Our safety team is not a downstream function. It has equal standing, equal compute, and veto power over any release. New capabilities are blocked until evaluations pass.
If we can't explain how a decision was made, we shouldn't be making it. Every evaluation protocol, every red-team report summary, and every governance document is publicly available.
Third-party audits are run before every major release. Independent researchers get pre-release access under NDA. Findings, not just favorable summaries, are published alongside the model.
Closed models concentrate systemic risk in a small number of operators. Open weights let the research community stress-test, red-team, and patch in ways that closed deployment cannot.
Our models have known limitations and failure modes. We document them. We do not market our way around them.
Our Responsible Scaling Policy defines three levels with mandatory evaluation gates between them. Each gate must be passed before training begins on a model expected to reach it.
Models with capabilities that could provide meaningful uplift to non-expert actors on existing harmful tasks, but do not present novel catastrophic risks. Requires red-team evaluation, basic misuse filters, and published safety methodology.

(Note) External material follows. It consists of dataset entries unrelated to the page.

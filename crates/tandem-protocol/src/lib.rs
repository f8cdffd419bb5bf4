//! # tandem-protocol
//!
//! Wire definitions for the Tandem collaboration core.
//!
//! ## Surfaces
//!
//! - **Signaling** - JSON frames exchanged with the WebRTC relay
//! - **Poll** - JSON bodies for the HTTP sync fallback and room reset
//! - **Headers** - Permission headers set by the upstream auth layer
//!
//! ## Example
//!
//! ```rust
//! use tandem_protocol::SignalingMessage;
//!
//! let msg = SignalingMessage::parse(r#"{"type":"subscribe","topics":["room-42"]}"#).unwrap();
//! assert_eq!(msg, SignalingMessage::subscribe(["room-42"]));
//! ```

pub mod codec;
pub mod headers;
pub mod poll;
pub mod signaling;

pub use codec::{decode_base64, encode_base64, ProtocolError};
pub use poll::{PollRequest, PollResponse, ResetResponse, RoomQuery};
pub use signaling::{MessageKind, SignalingMessage};
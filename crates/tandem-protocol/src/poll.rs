//! HTTP bodies for the poll and reset endpoints.

use serde::{Deserialize, Serialize};

/// Poll request body.
#[derive(Debug, Clone, Default, PartialEq, Eq, Serialize, Deserialize)]
pub struct PollRequest {
    /// The client's full document state, base64 encoded.
    #[serde(rename = "yDoc64", default, skip_serializing_if = "Option::is_none")]
    pub y_doc64: Option<String>,
}

impl PollRequest {
    /// Create a request carrying a snapshot.
    #[must_use]
    pub fn new(y_doc64: impl Into<String>) -> Self {
        Self {
            y_doc64: Some(y_doc64.into()),
        }
    }
}

/// Poll response body.
///
/// `y_doc64` is absent when the client is already current or there is
/// nothing to synchronize against.
#[derive(Debug, Clone, Default, PartialEq, Eq, Serialize, Deserialize)]
pub struct PollResponse {
    /// Reconciled document state, base64 encoded.
    #[serde(rename = "yDoc64", default, skip_serializing_if = "Option::is_none")]
    pub y_doc64: Option<String>,
}

impl PollResponse {
    /// A response telling the client nothing changed.
    #[must_use]
    pub fn unchanged() -> Self {
        Self { y_doc64: None }
    }

    /// A response carrying a snapshot.
    #[must_use]
    pub fn snapshot(y_doc64: impl Into<String>) -> Self {
        Self {
            y_doc64: Some(y_doc64.into()),
        }
    }
}

/// Query string shared by the poll, reset and live endpoints.
#[derive(Debug, Clone, Default, Deserialize)]
pub struct RoomQuery {
    /// Document room name.
    pub room: Option<String>,
}

impl RoomQuery {
    /// The room, if present and non-empty.
    #[must_use]
    pub fn room(&self) -> Option<&str> {
        self.room.as_deref().filter(|r| !r.is_empty())
    }
}

/// Reset endpoint response body.
#[derive(Debug, Clone, Copy, PartialEq, Eq, Serialize, Deserialize)]
pub struct ResetResponse {
    /// Number of live sessions told to close.
    pub closed: usize,
}
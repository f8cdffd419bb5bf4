//! Connection liveness tracking for the signaling relay.
//!
//! Every registered connection carries a "pong seen" flag. A heartbeat tick
//! either finds the flag set, clears it and sends a fresh probe, or finds it
//! still clear and declares the connection dead.

use crate::connection::{ConnectionHandle, ConnectionId, Outbound};
use dashmap::DashMap;
use std::sync::atomic::{AtomicBool, Ordering};
use std::sync::Arc;
use tracing::{debug, trace};

/// Result of a heartbeat tick.
#[derive(Debug, Clone, Copy, PartialEq, Eq)]
pub enum Probe {
    /// A ping was sent; the peer has until the next tick to answer.
    Sent,
    /// The peer missed the last probe or the probe could not be sent.
    Dead,
    /// The connection is no longer registered.
    Gone,
}

#[derive(Debug)]
struct Entry {
    handle: ConnectionHandle,
    alive: AtomicBool,
}

/// Registry of live signaling connections.
#[derive(Debug, Default)]
pub struct ConnectionRegistry {
    connections: DashMap<ConnectionId, Arc<Entry>>,
}

impl ConnectionRegistry {
    /// Create an empty registry.
    #[must_use]
    pub fn new() -> Self {
        Self::default()
    }

    /// Register a connection. New connections start out alive.
    pub fn register(&self, handle: ConnectionHandle) {
        debug!(connection = %handle.id(), origin = %handle.origin(), "Connection registered");
        self.connections.insert(
            handle.id().clone(),
            Arc::new(Entry {
                handle,
                alive: AtomicBool::new(true),
            }),
        );
    }

    /// Record a heartbeat response from the peer.
    pub fn mark_alive(&self, id: &ConnectionId) {
        if let Some(entry) = self.connections.get(id) {
            entry.alive.store(true, Ordering::SeqCst);
            trace!(connection = %id, "Heartbeat response");
        }
    }

    /// Run one heartbeat tick for a connection.
    pub fn probe(&self, id: &ConnectionId) -> Probe {
        // Clone out of the map so no shard lock is held while sending.
        let Some(entry) = self.connections.get(id).map(|e| Arc::clone(e.value())) else {
            return Probe::Gone;
        };

        if !entry.alive.swap(false, Ordering::SeqCst) {
            debug!(connection = %id, "Heartbeat missed");
            return Probe::Dead;
        }

        match entry.handle.send(Outbound::Ping) {
            Ok(()) => Probe::Sent,
            Err(_) => {
                debug!(connection = %id, "Heartbeat probe failed");
                Probe::Dead
            }
        }
    }

    /// Remove a connection, returning its handle if it was registered.
    pub fn remove(&self, id: &ConnectionId) -> Option<ConnectionHandle> {
        self.connections.remove(id).map(|(_, entry)| entry.handle.clone())
    }

    /// Get a connection's handle.
    #[must_use]
    pub fn get(&self, id: &ConnectionId) -> Option<ConnectionHandle> {
        self.connections.get(id).map(|e| e.handle.clone())
    }

    /// Check if a connection is registered.
    #[must_use]
    pub fn contains(&self, id: &ConnectionId) -> bool {
        self.connections.contains_key(id)
    }

    /// Number of registered connections.
    #[must_use]
    pub fn len(&self) -> usize {
        self.connections.len()
    }

    /// Check if no connections are registered.
    #[must_use]
    pub fn is_empty(&self) -> bool {
        self.connections.is_empty()
    }
}

#[cfg(test)]
mod tests {
    use super::*;

    #[test]
    fn test_probe_cycle() {
        let registry = ConnectionRegistry::new();
        let (handle, mut rx) = ConnectionHandle::new("conn-1".into(), "/");
        registry.register(handle);

        let id = ConnectionId::from("conn-1");
        assert_eq!(registry.probe(&id), Probe::Sent);
        assert_eq!(rx.try_recv().unwrap(), Outbound::Ping);

        registry.mark_alive(&id);
        assert_eq!(registry.probe(&id), Probe::Sent);

        // No pong since the last probe
        assert_eq!(registry.probe(&id), Probe::Dead);
    }

    #[test]
    fn test_probe_broken_pipe() {
        let registry = ConnectionRegistry::new();
        let (handle, rx) = ConnectionHandle::new("conn-1".into(), "/");
        registry.register(handle);
        drop(rx);

        assert_eq!(registry.probe(&"conn-1".into()), Probe::Dead);
    }

    #[test]
    fn test_remove() {
        let registry = ConnectionRegistry::new();
        let (handle, _rx) = ConnectionHandle::new("conn-1".into(), "/");
        registry.register(handle);
        assert_eq!(registry.len(), 1);

        let id = ConnectionId::from("conn-1");
        assert!(registry.remove(&id).is_some());
        assert!(registry.remove(&id).is_none());
        assert_eq!(registry.probe(&id), Probe::Gone);
        assert!(registry.is_empty());
    }
}
//! End-to-end signaling fan-out benchmark for Tandem.
//!
//! Every client subscribes to one topic on the same origin and publishes as
//! fast as it can. The report compares publishes sent with relayed frames
//! received, and checks the `clients` count the relay stamps on each frame
//! against the number of peers that joined.
//!
//! Usage: `e2e_throughput [clients] [url]`

use futures_util::{SinkExt, StreamExt};
use serde_json::{json, Map};
use std::sync::atomic::{AtomicU64, Ordering};
use std::sync::Arc;
use std::time::{Duration, Instant};
use tandem_protocol::{MessageKind, SignalingMessage};
use tokio::sync::Barrier;
use tokio_tungstenite::{connect_async, tungstenite::Message};

const DEFAULT_URL: &str = "ws://127.0.0.1:8080/";
const TOPIC: &str = "benchmark";
const WARMUP_SECS: u64 = 2;
const BENCH_SECS: u64 = 10;

/// Counters shared by every client task.
#[derive(Default)]
struct Counters {
    published: AtomicU64,
    relayed: AtomicU64,
    // Relayed frames whose `clients` field disagreed with the joined count.
    miscounted: AtomicU64,
}

impl Counters {
    fn reset(&self) {
        self.published.store(0, Ordering::SeqCst);
        self.relayed.store(0, Ordering::SeqCst);
        self.miscounted.store(0, Ordering::SeqCst);
    }
}

#[tokio::main]
async fn main() {
    let args: Vec<String> = std::env::args().collect();
    let num_clients: usize = args.get(1).and_then(|s| s.parse().ok()).unwrap_or(16);
    let url = args.get(2).cloned().unwrap_or_else(|| DEFAULT_URL.to_string());

    println!("Tandem signaling fan-out: {} clients on {} topic {:?}", num_clients, url, TOPIC);
    println!("Warmup {}s, measurement {}s", WARMUP_SECS, BENCH_SECS);

    let counters = Arc::new(Counters::default());
    let barrier = Arc::new(Barrier::new(num_clients + 1));

    let handles: Vec<_> = (0..num_clients)
        .map(|client_id| {
            let counters = Arc::clone(&counters);
            let barrier = Arc::clone(&barrier);
            let url = url.clone();
            tokio::spawn(async move {
                if let Err(e) = run_client(&url, client_id, num_clients, counters, barrier).await {
                    eprintln!("client {} error: {}", client_id, e);
                }
            })
        })
        .collect();

    barrier.wait().await;
    println!("All {} clients subscribed", num_clients);

    tokio::time::sleep(Duration::from_secs(WARMUP_SECS)).await;
    counters.reset();
    let start = Instant::now();
    tokio::time::sleep(Duration::from_secs(BENCH_SECS)).await;
    let elapsed = start.elapsed().as_secs_f64();

    let published = counters.published.load(Ordering::SeqCst);
    let relayed = counters.relayed.load(Ordering::SeqCst);
    let miscounted = counters.miscounted.load(Ordering::SeqCst);

    // Each publish should reach every subscriber except its sender.
    let expected_fanout = num_clients.saturating_sub(1) as f64;
    let fanout = if published == 0 {
        0.0
    } else {
        relayed as f64 / published as f64
    };

    println!();
    println!("publishes sent      {:>12}  ({:.0}/s)", published, published as f64 / elapsed);
    println!("frames relayed      {:>12}  ({:.0}/s)", relayed, relayed as f64 / elapsed);
    println!("fan-out per publish {:>12.2}  (expected {:.0})", fanout, expected_fanout);
    println!("`clients` mismatch  {:>12}", miscounted);

    for handle in handles {
        handle.abort();
    }
}

async fn run_client(
    url: &str,
    client_id: usize,
    num_clients: usize,
    counters: Arc<Counters>,
    barrier: Arc<Barrier>,
) -> Result<(), Box<dyn std::error::Error + Send + Sync>> {
    let (ws, _) = connect_async(url).await?;
    let (mut sender, mut receiver) = ws.split();

    // Subscribe, then ping: the pong means the subscription is in place
    sender
        .send(Message::Text(SignalingMessage::subscribe([TOPIC]).to_text()?))
        .await?;
    sender
        .send(Message::Text(SignalingMessage::Ping.to_text()?))
        .await?;

    while let Some(result) = receiver.next().await {
        if let Message::Text(text) = result? {
            if matches!(SignalingMessage::parse(&text).map(|m| m.kind()), Ok(MessageKind::Pong)) {
                break;
            }
        }
    }

    barrier.wait().await;

    let mut payload = Map::new();
    payload.insert("sdp".into(), json!(format!("offer from client {}", client_id)));
    let publish = Message::Text(SignalingMessage::publish(TOPIC, payload).to_text()?);

    let recv_counters = Arc::clone(&counters);
    let recv_task = tokio::spawn(async move {
        while let Some(Ok(message)) = receiver.next().await {
            let Message::Text(text) = message else { continue };
            let Ok(SignalingMessage::Publish { payload, .. }) = SignalingMessage::parse(&text)
            else {
                continue;
            };
            recv_counters.relayed.fetch_add(1, Ordering::Relaxed);
            let clients = payload.get("clients").and_then(|c| c.as_u64());
            if clients != Some(num_clients as u64) {
                recv_counters.miscounted.fetch_add(1, Ordering::Relaxed);
            }
        }
    });

    while sender.send(publish.clone()).await.is_ok() {
        counters.published.fetch_add(1, Ordering::Relaxed);
        // Give the receiver task room to drain
        tokio::task::yield_now().await;
    }

    recv_task.abort();
    Ok(())
}
//! Metrics collection and export for Tandem.
//!
//! Uses the `metrics` crate for instrumentation and exports
//! to Prometheus format.

use metrics::{counter, gauge};
use metrics_exporter_prometheus::PrometheusBuilder;
use std::net::SocketAddr;
use tracing::info;

/// Metric names.
pub mod names {
    pub const CONNECTIONS_TOTAL: &str = "tandem_connections_total";
    pub const CONNECTIONS_ACTIVE: &str = "tandem_connections_active";
    pub const MESSAGES_TOTAL: &str = "tandem_messages_total";
    pub const MESSAGES_BYTES: &str = "tandem_messages_bytes";
    pub const TOPICS_ACTIVE: &str = "tandem_topics_active";
    pub const DOCUMENTS_ACTIVE: &str = "tandem_documents_active";
    pub const MERGES_TOTAL: &str = "tandem_merges_total";
    pub const POLLS_TOTAL: &str = "tandem_polls_total";
    pub const REJECTED_TOTAL: &str = "tandem_rejected_sessions_total";
    pub const ERRORS_TOTAL: &str = "tandem_errors_total";
}

/// Gateway label values.
pub mod gateway {
    pub const SIGNALING: &str = "signaling";
    pub const LIVE: &str = "live";
}

/// Initialize the metrics system.
pub fn init_metrics() {
    metrics::describe_counter!(
        names::CONNECTIONS_TOTAL,
        "Total number of connections since server start"
    );
    metrics::describe_gauge!(
        names::CONNECTIONS_ACTIVE,
        "Current number of active connections"
    );
    metrics::describe_counter!(names::MESSAGES_TOTAL, "Total number of messages processed");
    metrics::describe_counter!(names::MESSAGES_BYTES, "Total bytes of messages processed");
    metrics::describe_gauge!(names::TOPICS_ACTIVE, "Current number of signaling topics");
    metrics::describe_gauge!(names::DOCUMENTS_ACTIVE, "Current number of live documents");
    metrics::describe_counter!(names::MERGES_TOTAL, "Total number of merged updates");
    metrics::describe_counter!(names::POLLS_TOTAL, "Total number of poll requests");
    metrics::describe_counter!(
        names::REJECTED_TOTAL,
        "Total number of rejected live sessions"
    );
    metrics::describe_counter!(names::ERRORS_TOTAL, "Total number of errors");

    info!("Metrics initialized");
}

/// Start the Prometheus metrics server.
///
/// # Errors
///
/// Returns an error if the server cannot be started.
pub fn start_metrics_server(port: u16) -> anyhow::Result<()> {
    let addr: SocketAddr = format!("0.0.0.0:{}", port).parse()?;

    PrometheusBuilder::new()
        .with_http_listener(addr)
        .install()?;

    info!("Metrics server listening on {}", addr);
    Ok(())
}

/// Record a message.
pub fn record_message(gateway: &'static str, bytes: usize, direction: &'static str) {
    counter!(names::MESSAGES_TOTAL, "gateway" => gateway, "direction" => direction).increment(1);
    counter!(names::MESSAGES_BYTES, "gateway" => gateway, "direction" => direction)
        .increment(bytes as u64);
}

/// Update active topic count.
pub fn set_active_topics(count: usize) {
    gauge!(names::TOPICS_ACTIVE).set(count as f64);
}

/// Update active document count.
pub fn set_active_documents(count: usize) {
    gauge!(names::DOCUMENTS_ACTIVE).set(count as f64);
}

/// Record a merged update.
pub fn record_merge(source: &'static str) {
    counter!(names::MERGES_TOTAL, "source" => source).increment(1);
}

/// Record a poll and what it did.
pub fn record_poll(outcome: &'static str) {
    counter!(names::POLLS_TOTAL, "outcome" => outcome).increment(1);
}

/// Record a rejected live session.
pub fn record_rejected(reason: &'static str) {
    counter!(names::REJECTED_TOTAL, "reason" => reason).increment(1);
}

/// Record an error.
pub fn record_error(error_type: &'static str) {
    counter!(names::ERRORS_TOTAL, "type" => error_type).increment(1);
}

/// Metrics guard that records disconnection on drop.
pub struct ConnectionMetricsGuard {
    gateway: &'static str,
}

impl ConnectionMetricsGuard {
    /// Create a new metrics guard, recording a connection on `gateway`.
    #[must_use]
    pub fn new(gateway: &'static str) -> Self {
        counter!(names::CONNECTIONS_TOTAL, "gateway" => gateway).increment(1);
        gauge!(names::CONNECTIONS_ACTIVE, "gateway" => gateway).increment(1.0);
        Self { gateway }
    }
}

impl Drop for ConnectionMetricsGuard {
    fn drop(&mut self) {
        gauge!(names::CONNECTIONS_ACTIVE, "gateway" => self.gateway).decrement(1.0);
    }
}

Models that could provide substantial uplift on high-consequence misuse paths, or that show early signs of deceptive alignment behavior. Requires hardened deployment, continuous monitoring, and pre-deployment government notification.
Models that could qualitatively transform global risk landscapes: autonomous R&D, long-horizon planning in high-stakes domains, or robust evasion of oversight. Evaluation science for this level is not yet mature.